STEFANIA TOTARO
Cronaca

Giustizia in cortocircuito. Processo per direttissima ma l’imputata è latitante

In manette per rapina a un supermercato e per aver aggredito i carabinieri. I militari, non riuscendo a rintracciarla, si sono presentati da soli in Tribunale.

Arrestata per avere aggredito i carabinieri intervenuti dopo una rapina al supermercato, la Procura la mette ai domiciliari in attesa del giudizio, ma lei evade e da latitante viene processata per direttissima. E come misura cautelare riottiene la detenzione nella casa da cui è scappata. Il cortocircuito giudiziario è andato in scena ieri mattina al Tribunale di Monza, dove mai era accaduto che si celebrasse il rito direttissimo, ossia il processo per chi viene arrestato in flagranza di reato, nei confronti di un imputato di fatto invece latitante. Davanti al giudice monzese i carabinieri dovevano accompagnare una 52enne residente a Sesto San Giovanni, finita in manette a San Silvestro per avere rapinato, armata di un coltello, un supermercato del posto dove aveva fatto la spesa. E per avere aggredito i militari intervenuti. La donna ha quattro pagine di precedenti penali, per reati contro il patrimonio e contro la persona, e per alcuni di questi è stata assolta per incapacità di intendere e di volere al momento del fatto. La 52enne risulta in cura al Centro psico-sociale e vive da sola in un appartamento sestese.

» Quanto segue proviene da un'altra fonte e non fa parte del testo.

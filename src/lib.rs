//! Route OpenAPI Generator - OpenAPI documentation from a declared route manifest.
//!
//! This library generates OpenAPI 3.0 documentation from an application's route
//! table and its per-endpoint validation declarations, supplied as a route
//! manifest file. The heart of the crate is the schema-compilation engine: it
//! translates declarative per-field validation rules into a JSON-Schema-shaped
//! tree (including recursive nested/array field paths) and heuristically infers
//! probable response status codes from handler source text.
//!
//! # Architecture
//!
//! The library is organized into several modules that work together:
//!
//! 1. [`manifest`] - Loads the route manifest and builds the filtered route registry
//! 2. [`routes`] - Route table model and the collaborator trait contracts
//! 3. [`rules`] - Compiles validation rule sets into request-body schemas
//! 4. [`schema`] - The tagged schema tree the compiler produces
//! 5. [`responses`] - Heuristic response status-code inference from source text
//! 6. [`path_item`] - Assembles one OpenAPI operation per route and method
//! 7. [`document`] - OpenAPI document model and final assembly
//! 8. [`serializer`] - Serializes the document to YAML or JSON
//! 9. [`viewer`] - Renders the static Swagger UI page
//!
//! # Example Usage
//!
//! ```no_run
//! use openapi_from_routes::{
//!     document::DocumentAssembler,
//!     manifest::{self, RouteRegistry},
//!     path_item::PathItemBuilder,
//!     serializer::serialize_yaml,
//! };
//! use std::path::Path;
//!
//! // Load the route manifest
//! let manifest = manifest::load(Path::new("routes.yaml")).unwrap();
//! let registry = RouteRegistry::from_manifest(&manifest, "api", Path::new("."));
//!
//! // Build the document
//! let builder = PathItemBuilder::new(&registry, &registry);
//! let mut assembler = DocumentAssembler::new(
//!     manifest.title.clone(),
//!     manifest.version.clone(),
//!     manifest.base_url.clone(),
//! );
//! for route in registry.routes() {
//!     let built = builder.build(route);
//!     assembler.add_operation(&route.uri, built.method_key, built.operation);
//! }
//! let document = assembler.build();
//!
//! // Serialize to YAML
//! let yaml = serialize_yaml(&document).unwrap();
//! println!("{}", yaml);
//! ```
//!
//! # Command-Line Interface
//!
//! For command-line usage, see the [`cli`] module which provides a complete CLI application.

pub mod cli;
pub mod document;
pub mod error;
pub mod manifest;
pub mod path_item;
pub mod responses;
pub mod routes;
pub mod rules;
pub mod schema;
pub mod serializer;
pub mod viewer;
//! Route manifest loading.
//!
//! The manifest is the application's statement of its own route table: a YAML
//! or JSON file declaring every route's URI, verb(s), handling controller
//! action, middleware, validation rules and handler source position. Loading
//! it yields an explicit static mapping from handler identity to metadata;
//! nothing is discovered by reflection at generation time.
//!
//! The loader also performs the upstream filtering the core relies on: only
//! user-facing API routes (matched by URI prefix) survive, `HEAD` and
//! `OPTIONS` verbs are dropped, and unknown verbs are skipped with a warning
//! instead of failing the run.

use crate::error::{Error, Result};
use crate::routes::{
    HandlerRef, HttpMethod, RouteDescriptor, SourceSpanProvider, ValidationDescriptor,
    ValidationSource,
};
use log::{debug, warn};
use serde::Deserialize;
use std::collections::HashMap;
use std::fs;
use std::path::{Path, PathBuf};

/// The deserialized route manifest file.
#[derive(Debug, Deserialize)]
pub struct Manifest {
    /// Document title
    #[serde(default = "default_title")]
    pub title: String,
    /// Documented API version
    #[serde(default = "default_version")]
    pub version: String,
    /// Server base URL
    #[serde(default = "default_base_url")]
    pub base_url: String,
    /// Declared routes
    #[serde(default)]
    pub routes: Vec<RouteDecl>,
}

/// One declared route entry.
#[derive(Debug, Deserialize)]
pub struct RouteDecl {
    /// URI template, may contain `{name}` placeholders
    pub uri: String,
    /// Verb or `|`-joined verb list (`GET|HEAD`), case-insensitive
    pub method: String,
    /// Handling controller type name
    pub controller: String,
    /// Handling action name
    pub action: String,
    /// Ordered middleware names
    #[serde(default)]
    pub middleware: Vec<String>,
    /// Validation declaration bound to the handler
    #[serde(default)]
    pub validation: Option<ValidationDescriptor>,
    /// Source position of the handler body
    #[serde(default)]
    pub source: Option<SourceSpan>,
}

/// Declared source position of one handler body.
#[derive(Debug, Clone, Deserialize)]
pub struct SourceSpan {
    /// Source file, absolute or relative to the sources root
    pub file: PathBuf,
    /// First line of the handler body (1-based, inclusive)
    pub start_line: usize,
    /// Last line of the handler body (1-based, inclusive)
    pub end_line: usize,
}

/// Load a manifest from a YAML (default) or JSON (`.json` extension) file.
pub fn load(path: &Path) -> Result<Manifest> {
    debug!("Loading route manifest: {}", path.display());

    let content = fs::read_to_string(path)?;

    let is_json = path
        .extension()
        .and_then(|ext| ext.to_str())
        .map(|ext| ext.eq_ignore_ascii_case("json"))
        .unwrap_or(false);

    let manifest = if is_json {
        serde_json::from_str(&content).map_err(|e| Error::ManifestError {
            file: path.to_path_buf(),
            message: e.to_string(),
        })?
    } else {
        serde_yaml::from_str(&content).map_err(|e| Error::ManifestError {
            file: path.to_path_buf(),
            message: e.to_string(),
        })?
    };

    Ok(manifest)
}

/// The route table and handler-keyed lookups built from a loaded manifest.
///
/// Implements the collaborator contracts the core consumes: the filtered
/// route list, validation resolution and file-backed source spans.
pub struct RouteRegistry {
    routes: Vec<RouteDescriptor>,
    validations: HashMap<HandlerRef, ValidationDescriptor>,
    spans: HashMap<HandlerRef, SourceSpan>,
    sources_root: PathBuf,
}

impl RouteRegistry {
    /// Build the registry from a manifest.
    ///
    /// Routes whose URI does not start with `api_prefix` are excluded (an
    /// empty prefix keeps everything). Relative source files are resolved
    /// against `sources_root`.
    pub fn from_manifest(manifest: &Manifest, api_prefix: &str, sources_root: &Path) -> Self {
        let mut routes = Vec::new();
        let mut validations = HashMap::new();
        let mut spans = HashMap::new();

        for decl in &manifest.routes {
            if !is_api_route(&decl.uri, api_prefix) {
                debug!("Skipping non-API route: {}", decl.uri);
                continue;
            }

            let handler = HandlerRef::new(decl.controller.clone(), decl.action.clone());

            let mut kept_any = false;
            for verb in decl.method.split('|') {
                match HttpMethod::parse(verb) {
                    Some(HttpMethod::Head) | Some(HttpMethod::Options) => {
                        debug!("Dropping {} entry for {}", verb.trim(), decl.uri);
                    }
                    Some(method) => {
                        routes.push(RouteDescriptor {
                            uri: decl.uri.clone(),
                            method,
                            handler: handler.clone(),
                            middleware: decl.middleware.clone(),
                        });
                        kept_any = true;
                    }
                    None => {
                        warn!("Skipping unknown HTTP verb {:?} on {}", verb.trim(), decl.uri);
                    }
                }
            }

            if !kept_any {
                continue;
            }

            if let Some(validation) = &decl.validation {
                validations.insert(handler.clone(), validation.clone());
            }
            if let Some(span) = &decl.source {
                spans.insert(handler.clone(), span.clone());
            }
        }

        debug!("Registry holds {} routes", routes.len());

        Self {
            routes,
            validations,
            spans,
            sources_root: sources_root.to_path_buf(),
        }
    }

    /// The filtered, ordered route table.
    pub fn routes(&self) -> &[RouteDescriptor] {
        &self.routes
    }
}

impl ValidationSource for RouteRegistry {
    fn resolve(&self, handler: &HandlerRef) -> Option<&ValidationDescriptor> {
        self.validations.get(handler)
    }
}

impl SourceSpanProvider for RouteRegistry {
    /// Read the declared line range out of the handler's source file.
    ///
    /// A missing or unreadable file degrades to `None` with a warning; the
    /// generation run keeps going on the remaining evidence.
    fn span(&self, handler: &HandlerRef) -> Option<String> {
        let span = self.spans.get(handler)?;

        let path = if span.file.is_absolute() {
            span.file.clone()
        } else {
            self.sources_root.join(&span.file)
        };

        let content = match fs::read_to_string(&path) {
            Ok(content) => content,
            Err(e) => {
                warn!("Cannot read handler source {}: {}", path.display(), e);
                return None;
            }
        };

        let start = span.start_line.max(1);
        if span.end_line < start {
            warn!(
                "Empty source span for {} ({}..{})",
                handler.id(),
                span.start_line,
                span.end_line
            );
            return None;
        }

        let lines: Vec<&str> = content
            .lines()
            .skip(start - 1)
            .take(span.end_line - start + 1)
            .collect();

        Some(lines.join("\n"))
    }
}

fn is_api_route(uri: &str, api_prefix: &str) -> bool {
    if api_prefix.is_empty() {
        return true;
    }
    uri.trim_start_matches('/').starts_with(api_prefix)
}

fn default_title() -> String {
    "API Documentation".to_string()
}

fn default_version() -> String {
    "1.0.0".to_string()
}

fn default_base_url() -> String {
    "http://localhost".to_string()
}

#[cfg(test)]
mod tests {
    use super::*;
    use std::io::Write;
    use tempfile::TempDir;

    const MANIFEST_YAML: &str = r#"
title: Shop API
version: 2.1.0
base_url: https://shop.example.com
routes:
  - uri: /api/orders
    method: GET|HEAD
    controller: OrderController
    action: index
    middleware: [api, auth:api]
  - uri: /api/orders
    method: POST
    controller: OrderController
    action: store
    validation:
      rules:
        total: required|numeric
  - uri: /internal/metrics
    method: GET
    controller: MetricsController
    action: index
"#;

    fn write_manifest(dir: &TempDir, name: &str, content: &str) -> PathBuf {
        let path = dir.path().join(name);
        let mut file = fs::File::create(&path).unwrap();
        file.write_all(content.as_bytes()).unwrap();
        path
    }

    #[test]
    fn test_load_yaml_manifest() {
        let dir = TempDir::new().unwrap();
        let path = write_manifest(&dir, "routes.yaml", MANIFEST_YAML);

        let manifest = load(&path).unwrap();

        assert_eq!(manifest.title, "Shop API");
        assert_eq!(manifest.version, "2.1.0");
        assert_eq!(manifest.base_url, "https://shop.example.com");
        assert_eq!(manifest.routes.len(), 3);
    }

    #[test]
    fn test_load_json_manifest() {
        let dir = TempDir::new().unwrap();
        let path = write_manifest(
            &dir,
            "routes.json",
            r#"{"routes": [{"uri": "/api/ping", "method": "GET", "controller": "PingController", "action": "show"}]}"#,
        );

        let manifest = load(&path).unwrap();

        // Metadata falls back to defaults
        assert_eq!(manifest.title, "API Documentation");
        assert_eq!(manifest.version, "1.0.0");
        assert_eq!(manifest.routes.len(), 1);
    }

    #[test]
    fn test_load_missing_file_is_io_error() {
        let result = load(Path::new("/nonexistent/routes.yaml"));
        assert!(matches!(result, Err(Error::IoError(_))));
    }

    #[test]
    fn test_load_malformed_yaml_is_manifest_error() {
        let dir = TempDir::new().unwrap();
        let path = write_manifest(&dir, "routes.yaml", "routes: [uri: {");

        let result = load(&path);
        assert!(matches!(result, Err(Error::ManifestError { .. })));
    }

    #[test]
    fn test_registry_filters_non_api_routes() {
        let dir = TempDir::new().unwrap();
        let path = write_manifest(&dir, "routes.yaml", MANIFEST_YAML);
        let manifest = load(&path).unwrap();

        let registry = RouteRegistry::from_manifest(&manifest, "api", dir.path());

        assert!(registry
            .routes()
            .iter()
            .all(|route| route.uri.starts_with("/api")));
    }

    #[test]
    fn test_registry_drops_head_from_method_list() {
        let dir = TempDir::new().unwrap();
        let path = write_manifest(&dir, "routes.yaml", MANIFEST_YAML);
        let manifest = load(&path).unwrap();

        let registry = RouteRegistry::from_manifest(&manifest, "api", dir.path());

        let order_routes: Vec<_> = registry
            .routes()
            .iter()
            .filter(|route| route.uri == "/api/orders")
            .collect();
        assert_eq!(order_routes.len(), 2);
        assert_eq!(order_routes[0].method, HttpMethod::Get);
        assert_eq!(order_routes[1].method, HttpMethod::Post);
    }

    #[test]
    fn test_registry_skips_unknown_verbs() {
        let dir = TempDir::new().unwrap();
        let path = write_manifest(
            &dir,
            "routes.yaml",
            r#"
routes:
  - uri: /api/ping
    method: TRACE|GET
    controller: PingController
    action: show
"#,
        );
        let manifest = load(&path).unwrap();

        let registry = RouteRegistry::from_manifest(&manifest, "api", dir.path());

        assert_eq!(registry.routes().len(), 1);
        assert_eq!(registry.routes()[0].method, HttpMethod::Get);
    }

    #[test]
    fn test_empty_prefix_keeps_everything() {
        let dir = TempDir::new().unwrap();
        let path = write_manifest(&dir, "routes.yaml", MANIFEST_YAML);
        let manifest = load(&path).unwrap();

        let registry = RouteRegistry::from_manifest(&manifest, "", dir.path());

        assert_eq!(registry.routes().len(), 3);
    }

    #[test]
    fn test_validation_resolution_by_handler_identity() {
        let dir = TempDir::new().unwrap();
        let path = write_manifest(&dir, "routes.yaml", MANIFEST_YAML);
        let manifest = load(&path).unwrap();
        let registry = RouteRegistry::from_manifest(&manifest, "api", dir.path());

        let bound = HandlerRef::new("OrderController", "store");
        let descriptor = registry.resolve(&bound).unwrap();
        assert!(descriptor.rules.contains_key("total"));

        let unbound = HandlerRef::new("OrderController", "index");
        assert!(registry.resolve(&unbound).is_none());
    }

    #[test]
    fn test_span_reads_declared_line_range() {
        let dir = TempDir::new().unwrap();
        let source = "line one\nline two\nline three\nline four\n";
        fs::write(dir.path().join("orders.src"), source).unwrap();

        let path = write_manifest(
            &dir,
            "routes.yaml",
            r#"
routes:
  - uri: /api/orders
    method: GET
    controller: OrderController
    action: index
    source:
      file: orders.src
      start_line: 2
      end_line: 3
"#,
        );
        let manifest = load(&path).unwrap();
        let registry = RouteRegistry::from_manifest(&manifest, "api", dir.path());

        let span = registry
            .span(&HandlerRef::new("OrderController", "index"))
            .unwrap();
        assert_eq!(span, "line two\nline three");
    }

    #[test]
    fn test_span_degrades_on_missing_file() {
        let dir = TempDir::new().unwrap();
        let path = write_manifest(
            &dir,
            "routes.yaml",
            r#"
routes:
  - uri: /api/orders
    method: GET
    controller: OrderController
    action: index
    source:
      file: missing.src
      start_line: 1
      end_line: 5
"#,
        );
        let manifest = load(&path).unwrap();
        let registry = RouteRegistry::from_manifest(&manifest, "api", dir.path());

        assert!(registry
            .span(&HandlerRef::new("OrderController", "index"))
            .is_none());
    }

    #[test]
    fn test_span_none_without_declaration() {
        let dir = TempDir::new().unwrap();
        let path = write_manifest(&dir, "routes.yaml", MANIFEST_YAML);
        let manifest = load(&path).unwrap();
        let registry = RouteRegistry::from_manifest(&manifest, "api", dir.path());

        assert!(registry
            .span(&HandlerRef::new("OrderController", "index"))
            .is_none());
    }
}
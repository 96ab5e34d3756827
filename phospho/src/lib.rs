//! Cleaning pipeline for mass-spectrometry phosphoproteomics datasets.
//!
//! This library's API is based around several types that form a data
//! analysis pipeline.
//!
//! Raw search-engine output is loaded into a [`Raw`] table, which is reduced
//! to confidently-localized, single-site phosphorylation events by a
//! collection of [`RowFilter`]'s:
//!
//! ```rust,ignore
//! # use phospho::*;
//! let filters = Filter::new()
//!     .add_row_filter(RowFilter::Modification("Phospho (STY)"))
//!     .add_row_filter(RowFilter::SingleSite)
//!     .add_row_filter(RowFilter::SiteProbability(0.85));
//!
//! let raw = Raw::load("./data/HH2022.csv")?.filter(&filters);
//! ```
//!
//! Surviving rows are annotated against a reference proteome to resolve the
//! modified residue, its zero-based offset within the parent protein, and
//! the parent gene symbol. Annotated rows are keyed by a
//! `GENE_residue(position)` phosphosite identifier, log2-transformed, and
//! merged so that each identifier appears exactly once:
//!
//! ```rust,ignore
//! # use phospho::*;
//! # use uniprot::Fasta;
//! let db = Fasta::open("./data/UP000005640_9606.fasta")?;
//! raw.annotate(&db).identify().log2().aggregate().write("out.csv")?;
//! ```

mod aggregate;
mod filter;
mod identifier;
mod parser;
mod site;
mod stats;
mod writer;

pub use aggregate::Cleaned;
pub use filter::{Filter, RowFilter};
pub use identifier::{Identified, Record};
pub use parser::{Raw, Row};
pub use site::{Annotated, AnnotatedRow};

/// Errors produced while loading or writing tabular data
#[derive(Debug, thiserror::Error)]
pub enum Error {
    #[error("io error: {0}")]
    Io(#[from] std::io::Error),

    #[error("csv error: {0}")]
    Csv(#[from] csv::Error),

    #[error("missing required column `{0}`")]
    MissingColumn(&'static str),
}

#[cfg(test)]
mod test {
    use super::*;
    use uniprot::Fasta;

    const DATASET: &str = "\
Modifications,Modified sequence,Sequence,Phospho (STY) Probabilities,Gene Names,Reporter intensity 1,Reporter intensity 2
Phospho (STY),_QAMDDLS(ph)PDDIER_,_QAMDDLSPDDIER_,QAMDDLS(0.95)PDDIER,TP53,4.0,8.0
Phospho (STY),_QAMDDLS(ph)PDDIER_,_QAMDDLSPDDIER_,QAMDDLS(0.99)PDDIER,TP53,16.0,32.0
\"Phospho (STY), Phospho (STY)\",_QAMDDLS(ph)PDDIS(ph)ER_,_QAMDDLSPDDISER_,QAMDDLS(0.95)PDDIS(0.95)ER,TP53,1.0,1.0
Phospho (STY),_QAMDDLS(ph)PDDIER_,_QAMDDLSPDDIER_,QAMDDLS(0.50)PDDIER,TP53,1.0,1.0
Phospho (STY),_GEYIKT(ph)WR_,_GEYIKTWR_,GEYIKT(0.91)WR,AKT1,0.0,2.0
Phospho (STY),_WWWWS(ph)WWWW_,_WWWWSWWWW_,WWWWS(0.93)WWWW,MYST1,5.0,5.0
";

    const FASTA: &str = "\
>sp|P04637|P53_HUMAN Cellular tumor antigen p53 OS=Homo sapiens GN=TP53 PE=1 SV=4
MEEPQSDPSVQAMDDLSPDDIERWFTEDPGP
>sp|P31749|AKT1_HUMAN RAC-alpha kinase OS=Homo sapiens GN=AKT1 PE=1 SV=2
MSDVAIVKEGWLHKRGEYIKTWRPRYFLL
";

    fn run(dataset: &str, fasta: &Fasta) -> Vec<u8> {
        let filters = Filter::new()
            .add_row_filter(RowFilter::Modification("Phospho (STY)"))
            .add_row_filter(RowFilter::SingleSite)
            .add_row_filter(RowFilter::SiteProbability(0.85));

        let cleaned = Raw::from_reader(dataset.as_bytes())
            .unwrap()
            .filter(&filters)
            .annotate(fasta)
            .identify()
            .log2()
            .aggregate();

        let mut out = Vec::new();
        cleaned.write_to(&mut out).unwrap();
        out
    }

    #[test]
    fn end_to_end() {
        let db = Fasta::from_bytes(FASTA.as_bytes()).unwrap();
        let out = String::from_utf8(run(DATASET, &db)).unwrap();
        let lines: Vec<&str> = out.lines().collect();

        assert_eq!(
            lines[0],
            "phosphosite_ID,Reporter intensity 1,Reporter intensity 2"
        );
        // AKT1 row: log2(0) is -inf, blanked after aggregation; log2(2) = 1
        assert_eq!(lines[1], "AKT1_T(15),,1");
        // TP53 rows merge: mean(log2 4, log2 16) = 3, mean(log2 8, log2 32) = 4
        assert_eq!(lines[2], "TP53_S(10),3,4");
        // Comma-modification, low-probability, and unmatched-sequence rows
        // are all excluded
        assert_eq!(lines.len(), 3);
    }

    #[test]
    fn reruns_are_byte_identical() {
        let db = Fasta::from_bytes(FASTA.as_bytes()).unwrap();
        assert_eq!(run(DATASET, &db), run(DATASET, &db));
    }
}
//! Spearman rank correlation over pairwise-complete observations
use crate::cluster;
use crate::{Error, Matrix};
use log::info;
use std::cmp::Ordering;
use std::fs::File;
use std::io::Write;
use std::path::Path;

/// Arithmetic mean over the values present, skipping missing and NaN
/// entries. Returns `None` when nothing remains.
pub(crate) fn mean<I: IntoIterator<Item = Option<f64>>>(values: I) -> Option<f64> {
    let (sum, n) = values
        .into_iter()
        .flatten()
        .filter(|v| !v.is_nan())
        .fold((0.0, 0usize), |(sum, n), v| (sum + v, n + 1));
    if n == 0 {
        None
    } else {
        Some(sum / n as f64)
    }
}

/// 1-based ranks with ties replaced by their average rank
fn ranks(values: &[f64]) -> Vec<f64> {
    let mut order: Vec<usize> = (0..values.len()).collect();
    order.sort_by(|&a, &b| {
        values[a]
            .partial_cmp(&values[b])
            .unwrap_or(Ordering::Equal)
    });

    let mut ranks = vec![0.0; values.len()];
    let mut i = 0;
    while i < order.len() {
        let mut j = i;
        while j + 1 < order.len() && values[order[j + 1]] == values[order[i]] {
            j += 1;
        }
        // positions i..=j share the average of ranks i+1..=j+1
        let avg = (i + j + 2) as f64 / 2.0;
        for k in i..=j {
            ranks[order[k]] = avg;
        }
        i = j + 1;
    }
    ranks
}

fn pearson(x: &[f64], y: &[f64]) -> Option<f64> {
    let n = x.len() as f64;
    let mx = x.iter().sum::<f64>() / n;
    let my = y.iter().sum::<f64>() / n;

    let mut cov = 0.0;
    let mut vx = 0.0;
    let mut vy = 0.0;
    for (a, b) in x.iter().zip(y) {
        cov += (a - mx) * (b - my);
        vx += (a - mx).powi(2);
        vy += (b - my).powi(2);
    }
    let denom = (vx * vy).sqrt();
    if denom == 0.0 {
        None
    } else {
        Some(cov / denom)
    }
}

/// Spearman correlation of two columns over rows where both are present
pub(crate) fn spearman(x: &[Option<f64>], y: &[Option<f64>]) -> Option<f64> {
    let (xs, ys): (Vec<f64>, Vec<f64>) = x
        .iter()
        .zip(y)
        .filter_map(|(a, b)| match (a, b) {
            (Some(a), Some(b)) if !a.is_nan() && !b.is_nan() => Some((*a, *b)),
            _ => None,
        })
        .unzip();
    if xs.len() < 2 {
        return None;
    }
    pearson(&ranks(&xs), &ranks(&ys))
}

pub(crate) fn spearman_matrix(matrix: &Matrix) -> Correlation {
    let n = matrix.columns.len();
    let column = |idx: usize| -> Vec<Option<f64>> {
        matrix
            .values
            .iter()
            .map(|row| row.get(idx).copied().flatten())
            .collect()
    };
    let columns: Vec<Vec<Option<f64>>> = (0..n).map(column).collect();

    let mut values = vec![vec![None; n]; n];
    for i in 0..n {
        for j in i..n {
            let r = if i == j {
                // a column correlates perfectly with itself whenever a
                // correlation is defined at all
                columns[i]
                    .iter()
                    .filter(|v| v.map(|v| !v.is_nan()).unwrap_or(false))
                    .nth(1)
                    .map(|_| 1.0)
            } else {
                spearman(&columns[i], &columns[j])
            };
            values[i][j] = r;
            values[j][i] = r;
        }
    }

    Correlation {
        labels: matrix.columns.clone(),
        values,
    }
}

/// A symmetric gene-by-gene correlation matrix
#[derive(Clone, Debug, Default)]
pub struct Correlation {
    pub labels: Vec<String>,
    pub values: Vec<Vec<Option<f64>>>,
}

impl Correlation {
    /// Drop rows/columns with no defined correlation at all, fill the
    /// remaining undefined entries with zero, then drop rows/columns that
    /// are entirely zero
    pub fn prune(self) -> Pruned {
        let keep: Vec<usize> = (0..self.labels.len())
            .filter(|&i| self.values[i].iter().any(Option::is_some))
            .collect();

        let filled: Vec<Vec<f64>> = keep
            .iter()
            .map(|&i| {
                keep.iter()
                    .map(|&j| self.values[i][j].unwrap_or(0.0))
                    .collect()
            })
            .collect();

        let nonzero: Vec<usize> = (0..keep.len())
            .filter(|&i| filled[i].iter().any(|&v| v != 0.0))
            .collect();
        info!(
            "pruned correlation matrix from {} to {} genes",
            self.labels.len(),
            nonzero.len()
        );

        Pruned {
            labels: nonzero
                .iter()
                .map(|&i| self.labels[keep[i]].clone())
                .collect(),
            values: nonzero
                .iter()
                .map(|&i| nonzero.iter().map(|&j| filled[i][j]).collect())
                .collect(),
        }
    }
}

/// A pruned correlation matrix with every entry defined
#[derive(Clone, Debug, Default)]
pub struct Pruned {
    pub labels: Vec<String>,
    pub values: Vec<Vec<f64>>,
}

impl Pruned {
    /// Write the matrix as CSV, with the row index in the first column
    pub fn write<P: AsRef<Path>>(&self, path: P) -> Result<(), Error> {
        self.write_to(File::create(path)?)
    }

    pub fn write_to<W: Write>(&self, wtr: W) -> Result<(), Error> {
        let mut wtr = csv::Writer::from_writer(wtr);
        wtr.write_record(
            std::iter::once("").chain(self.labels.iter().map(String::as_str)),
        )?;
        for (label, row) in self.labels.iter().zip(&self.values) {
            wtr.write_record(
                std::iter::once(label.clone()).chain(row.iter().map(|v| v.to_string())),
            )?;
        }
        wtr.flush()?;
        Ok(())
    }

    /// Reorder rows and columns by complete-linkage hierarchical
    /// clustering on Euclidean distances
    pub fn cluster(self) -> Pruned {
        let order = cluster::complete_linkage_order(&self.values);
        Pruned {
            labels: order.iter().map(|&i| self.labels[i].clone()).collect(),
            values: order
                .iter()
                .map(|&i| order.iter().map(|&j| self.values[i][j]).collect())
                .collect(),
        }
    }
}

#[cfg(test)]
mod test {
    use super::*;

    #[test]
    fn rank_ties_average() {
        assert_eq!(ranks(&[10.0, 20.0, 30.0]), vec![1.0, 2.0, 3.0]);
        assert_eq!(ranks(&[10.0, 20.0, 20.0, 30.0]), vec![1.0, 2.5, 2.5, 4.0]);
    }

    #[test]
    fn monotone_pairs() {
        let x = vec![Some(1.0), Some(2.0), Some(3.0), Some(4.0)];
        let up = vec![Some(10.0), Some(100.0), Some(1000.0), Some(10000.0)];
        let down = vec![Some(4.0), Some(3.0), Some(2.0), Some(1.0)];
        assert_eq!(spearman(&x, &up), Some(1.0));
        assert_eq!(spearman(&x, &down), Some(-1.0));
    }

    #[test]
    fn pairwise_complete_observations() {
        let x = vec![Some(1.0), None, Some(3.0), Some(4.0)];
        let y = vec![Some(1.0), Some(2.0), Some(3.0), None];
        // only rows 0 and 2 are complete
        assert_eq!(spearman(&x, &y), Some(1.0));
        // a single complete pair is not enough
        let z = vec![Some(1.0), None, None, None];
        assert_eq!(spearman(&x, &z), None);
    }

    #[test]
    fn constant_columns_have_no_correlation() {
        let x = vec![Some(1.0), Some(2.0), Some(3.0)];
        let c = vec![Some(5.0), Some(5.0), Some(5.0)];
        assert_eq!(spearman(&x, &c), None);
    }

    #[test]
    fn prune_drops_empty_then_zero() {
        let corr = Correlation {
            labels: vec!["A".into(), "B".into(), "C".into()],
            values: vec![
                vec![Some(1.0), Some(0.5), None],
                vec![Some(0.5), Some(1.0), None],
                vec![None, None, None],
            ],
        };
        let pruned = corr.prune();
        assert_eq!(pruned.labels, vec!["A", "B"]);
        assert_eq!(pruned.values, vec![vec![1.0, 0.5], vec![0.5, 1.0]]);
    }

    #[test]
    fn written_matrix_carries_the_index() {
        let pruned = Pruned {
            labels: vec!["A".into(), "B".into()],
            values: vec![vec![1.0, 0.5], vec![0.5, 1.0]],
        };
        let mut out = Vec::new();
        pruned.write_to(&mut out).unwrap();
        assert_eq!(
            String::from_utf8(out).unwrap(),
            ",A,B\nA,1,0.5\nB,0.5,1\n"
        );
    }
}
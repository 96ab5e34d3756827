//! Load a reference proteome from a local FASTA file
//!
//! The reference is treated purely as a lookup table: given a peptide
//! backbone sequence, find the first entry (in file order) whose protein
//! sequence contains it, the zero-based offset of that match, and the gene
//! symbol embedded in the entry's description line as a `GN=<symbol>` token.
//!
//! # Example
//!
//! ```rust,ignore
//! # use uniprot::Fasta;
//! let db = Fasta::open("UP000005640_9606.fasta")?;
//! let pos = db.position("SVEPPLSQETFSDLWK");
//! let gene = db.gene_symbol("SVEPPLSQETFSDLWK");
//! ```

pub mod fasta;

pub use fasta::{Entry, Fasta};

Quando ieri mattina i carabinieri si sono presentati a casa della donna, dove il pm monzese l’aveva messa agli arresti domiciliari in attesa della direttissima, la 52enne non c’era. E non rispondeva neanche al telefono. Evasione. I militari, che non sono riusciti a rintracciarla, si sono presentati da soli in Tribunale a Monza per un curioso rito senza imputata. Il giudice ha comunque convalidato l’arresto per resistenza a pubblico ufficiale, rinviando al 20 gennaio il processo nel merito delle accuse e ha deciso di applicare una custodia cautelare alla donna ritenendo la misura "a tutela della collettività" tenendo conto della "pericolosità sociale" della 52enne. Che, probabilmente, vista la sua condizione mentale e la sua fedina penale, non risulta essersi macchiata finora di reati talmente gravi da giustificare la detenzione in carcere e nemmeno uno dei pochissimi posti in lista d’attesa per le strutture psichiatriche il cui numero in tutta Italia è davvero limitato dopo la chiusura degli ospedali psichiatrici giudiziari. Forse è per questi motivi che la Procura ha chiesto, come misura cautelare per la donna, ancora gli arresti domiciliari e il giudice non poteva scegliere una misura più pesante.